Als Festhypothek werden endfällig zu tilgende Darlehen bezeichnet, die sich grundlegend von den üblichen Annuitätendarlehen unterscheiden. Bei dieser Finanzierungsform erfolgt die Rückzahlung des gesamten Kreditbetrages erst am Ende der vereinbarten Laufzeit in einer einzigen Summe. Während des gesamten Zeitraums entrichtet der Kreditnehmer lediglich die anfallenden Zinsen an die darlehensgebende Bank. Je nach vertraglicher Vereinbarung bleiben diese Zinskosten entweder durch eine Zinsbindung über die gesamte Laufzeit konstant oder unterliegen als variabler Zins den Schwankungen des Kapitalmarktes.
Sicherung der Tilgung durch externe Träger
Die Rückzahlung einer Festhypothek wird durch spezifische Anforderungen der Bank an den Darlehensnehmer sichergestellt. In den meisten Fällen wird im Darlehensvertrag die monatliche Einzahlung in eine Kapitallebensversicherung vereinbart, die als Tilgungsträger fungiert. Diese Versicherung gewährleistet, dass bei Fälligkeit des Darlehens ein ausreichender Kapitalbestand vorhanden ist. Die Police wird von Beginn an als Sicherheit an das Kreditinstitut abgetreten. Dabei ist der Vertrag so gestaltet, dass die Summe der Einzahlungen zusammen mit den garantierten Erträgen ausreicht, um den Kredit am Ende der Laufzeit vollständig zurückzuführen.

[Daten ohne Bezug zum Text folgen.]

//! Administrative adjustments.
//!
//! Privileged credit/debit and account freeze. Shares the Ledger Store's
//! atomic primitives and non-negativity invariant; every mutation also
//! appends an audit record, since administrative changes bypass user consent.

use std::sync::Arc;

use rust_decimal::Decimal;
use serde::{Deserialize, Serialize};
use serde_json::json;
use tracing::{error, info};

use crate::audit::AuditLog;
use crate::core_types::{AccountId, Identity};
use crate::ledger::{EntryKind, LedgerStore};
use crate::money;
use crate::notify::{NotificationSink, UserDirectory, deliver_to_user};

use super::error::FlowError;

/// Direction of an administrative adjustment.
#[derive(Debug, Clone, Copy, PartialEq, Eq, Serialize, Deserialize)]
#[serde(rename_all = "snake_case")]
pub enum AdjustDirection {
    Credit,
    Debit,
}

impl AdjustDirection {
    fn entry_kind(&self) -> EntryKind {
        match self {
            AdjustDirection::Credit => EntryKind::AdminCredit,
            AdjustDirection::Debit => EntryKind::AdminDebit,
        }
    }
}

pub struct AdminService {
    ledger: Arc<dyn LedgerStore>,
    audit: Arc<dyn AuditLog>,
    sink: Arc<dyn NotificationSink>,
    directory: Arc<dyn UserDirectory>,
}

impl AdminService {
    pub fn new(
        ledger: Arc<dyn LedgerStore>,
        audit: Arc<dyn AuditLog>,
        sink: Arc<dyn NotificationSink>,
        directory: Arc<dyn UserDirectory>,
    ) -> Self {
        Self {
            ledger,
            audit,
            sink,
            directory,
        }
    }

    /// Credit or debit an account. A debit below zero fails with
    /// `InsufficientFunds` and applies nothing. Returns the new balance.
    pub async fn adjust_balance(
        &self,
        actor: &Identity,
        account_id: AccountId,
        amount: Decimal,
        direction: AdjustDirection,
        description: &str,
    ) -> Result<Decimal, FlowError> {
        let amount = money::validate_amount(amount)?;
        let tagged = format!("[ADMIN] {}", description);
        let new_balance = self
            .ledger
            .adjust(account_id, direction.entry_kind(), amount, &tagged)
            .await?;

        self.record_audit(
            actor,
            "balance_adjustment",
            &format!("wallet:{}", account_id),
            json!({
                "amount": money::format_amount(amount),
                "direction": direction,
                "description": description,
                "new_balance": money::format_amount(new_balance),
            }),
        )
        .await;

        info!(
            actor = actor.user_id,
            account_id,
            amount = %amount,
            ?direction,
            "Administrative balance adjustment"
        );
        Ok(new_balance)
    }

    /// Freeze or unfreeze an account. A frozen account rejects all transfer
    /// commits, incoming and outgoing.
    pub async fn set_account_active(
        &self,
        actor: &Identity,
        account_id: AccountId,
        active: bool,
        reason: Option<&str>,
    ) -> Result<(), FlowError> {
        self.ledger.set_active(account_id, active).await?;

        self.record_audit(
            actor,
            if active { "account_unfreeze" } else { "account_freeze" },
            &format!("wallet:{}", account_id),
            json!({ "active": active, "reason": reason }),
        )
        .await;

        if let Ok(account) = self.ledger.account(account_id).await {
            let subject = if active {
                "Your TAU wallet was reactivated"
            } else {
                "Your TAU wallet was frozen"
            };
            let body = match reason {
                Some(r) => format!("Reason: {}", r),
                None => "Contact support for details.".to_string(),
            };
            deliver_to_user(
                self.sink.as_ref(),
                self.directory.as_ref(),
                account.user_id,
                subject,
                &body,
            )
            .await;
        }
        Ok(())
    }

    /// Change an account's per-transfer cap. The new cap binds immediately,
    /// including accepts of offers created under the old cap.
    pub async fn set_daily_limit(
        &self,
        actor: &Identity,
        account_id: AccountId,
        limit: Decimal,
    ) -> Result<(), FlowError> {
        self.ledger.set_daily_limit(account_id, limit).await?;
        self.record_audit(
            actor,
            "limit_change",
            &format!("wallet:{}", account_id),
            json!({ "daily_transfer_limit": money::format_amount(limit) }),
        )
        .await;
        Ok(())
    }

    async fn record_audit(
        &self,
        actor: &Identity,
        action: &str,
        target: &str,
        detail: serde_json::Value,
    ) {
        if let Err(e) = self
            .audit
            .append(actor.user_id, action, target, detail)
            .await
        {
            // The mutation already committed; surface the gap loudly for ops.
            error!(actor = actor.user_id, action, target, error = %e, "AUDIT RECORD LOST");
        }
    }
}

#[cfg(test)]
mod tests {
    use super::*;
    use crate::audit::MemoryAuditLog;
    use crate::ledger::{LedgerError, MemoryLedger};
    use crate::notify::{MemoryDirectory, MemorySink};

    async fn setup() -> (AdminService, Arc<MemoryLedger>, Arc<MemoryAuditLog>, Arc<MemorySink>) {
        let ledger = Arc::new(MemoryLedger::new());
        let audit = Arc::new(MemoryAuditLog::new());
        let sink = Arc::new(MemorySink::new());
        let directory = Arc::new(MemoryDirectory::new());
        directory.insert(1, "owner@tau.dev");
        let admin = AdminService::new(
            ledger.clone(),
            audit.clone(),
            sink.clone(),
            directory,
        );
        (admin, ledger, audit, sink)
    }

    fn root() -> Identity {
        Identity::new(999, "admin@tau.dev")
    }

    #[tokio::test]
    async fn test_adjust_writes_tagged_entry_and_audit() {
        let (admin, ledger, audit, _) = setup().await;
        let account = ledger
            .open_account(1, Decimal::from(500), Decimal::from(10))
            .await
            .unwrap();

        let new_balance = admin
            .adjust_balance(
                &root(),
                account.id,
                Decimal::from(5),
                AdjustDirection::Debit,
                "chargeback",
            )
            .await
            .unwrap();
        assert_eq!(new_balance, Decimal::from(5));

        let entries = ledger.entries(account.id, 10).await.unwrap();
        assert!(entries[0].description.as_deref().unwrap().starts_with("[ADMIN]"));

        let records = audit.recent(10).await.unwrap();
        assert_eq!(records.len(), 1);
        assert_eq!(records[0].action, "balance_adjustment");
        assert_eq!(records[0].actor_user, 999);
        assert_eq!(records[0].target, format!("wallet:{}", account.id));
        assert_eq!(records[0].detail["direction"], "debit");
    }

    #[tokio::test]
    async fn test_debit_below_zero_rejected() {
        let (admin, ledger, _, _) = setup().await;
        let account = ledger
            .open_account(1, Decimal::from(500), Decimal::from(10))
            .await
            .unwrap();

        let err = admin
            .adjust_balance(
                &root(),
                account.id,
                Decimal::from(11),
                AdjustDirection::Debit,
                "too much",
            )
            .await
            .unwrap_err();
        assert!(matches!(err, FlowError::Ledger(LedgerError::InsufficientFunds)));
        assert_eq!(
            ledger.account(account.id).await.unwrap().balance,
            Decimal::from(10)
        );
    }

    #[tokio::test]
    async fn test_freeze_audits_and_notifies_owner() {
        let (admin, ledger, audit, sink) = setup().await;
        let account = ledger
            .open_account(1, Decimal::from(500), Decimal::ZERO)
            .await
            .unwrap();

        admin
            .set_account_active(&root(), account.id, false, Some("abuse report"))
            .await
            .unwrap();

        assert!(!ledger.account(account.id).await.unwrap().active);
        assert_eq!(audit.recent(10).await.unwrap()[0].action, "account_freeze");
        let sent = sink.sent();
        assert_eq!(sent.len(), 1);
        assert_eq!(sent[0].to, "owner@tau.dev");
        assert!(sent[0].body.contains("abuse report"));
    }
}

Risikoabsicherung und Ertragspotenziale
Kapitallebensversicherungen bieten als Tilgungsträger einen zusätzlichen Schutz durch ihre integrierte Risikokomponente. Im Falle des Ablebens der versicherten Person sichert die Todesfallleistung sowohl die Ansprüche der Bank als auch die wirtschaftlichen Belange der Hinterbliebenen ab. Wenn die monatlichen Einzahlungen so kalkuliert werden, dass bereits der gesetzliche Garantiezins zur Tilgung ausreicht, entstehen für den Kreditnehmer gute Chancen auf zusätzliches Vermögen. Dieses ergibt sich am Ende der Laufzeit aus den erwirtschafteten Überschussbeteiligungen der Versicherung, die über die notwendige Tilgungssumme hinausgehen.
FAQ
Wann ist eine Festhypothek wirtschaftlich sinnvoll?
Diese Form der Finanzierung ist besonders für Vermieter attraktiv, die ihre Immobilie als Kapitalanlage nutzen. Da die Restschuld während der Laufzeit nicht sinkt, bleibt die Zinsbelastung konstant hoch, was eine maximale steuerliche Absetzbarkeit der Zinsen als Werbungskosten ermöglicht.
Welche Gefahren bestehen bei der Nutzung eines externen Tilgungsträgers?
Ein wesentliches Risiko besteht darin, dass die tatsächlichen Erträge des Tilgungsträgers hinter den ursprünglichen Prognosen zurückbleiben könnten. Falls die prognostizierten Überschussbeteiligungen geringer ausfallen als erwartet, muss der Kreditnehmer die entstandene Differenz bei Fälligkeit des Darlehens aus eigenen Mitteln ausgleichen.
Gibt es Alternativen zur Kapitallebensversicherung als Tilgungsträger?
Neben der Lebensversicherung können auch andere Sparformen wie Bausparverträge oder private Rentenversicherungen zur Tilgung einer Festhypothek eingesetzt werden. In einigen Fällen akzeptieren Banken auch Investmentfonds, wobei hier aufgrund der Marktschwankungen meist strengere Sicherheitsregeln und höhere Anforderungen an die Deckungssumme gelten.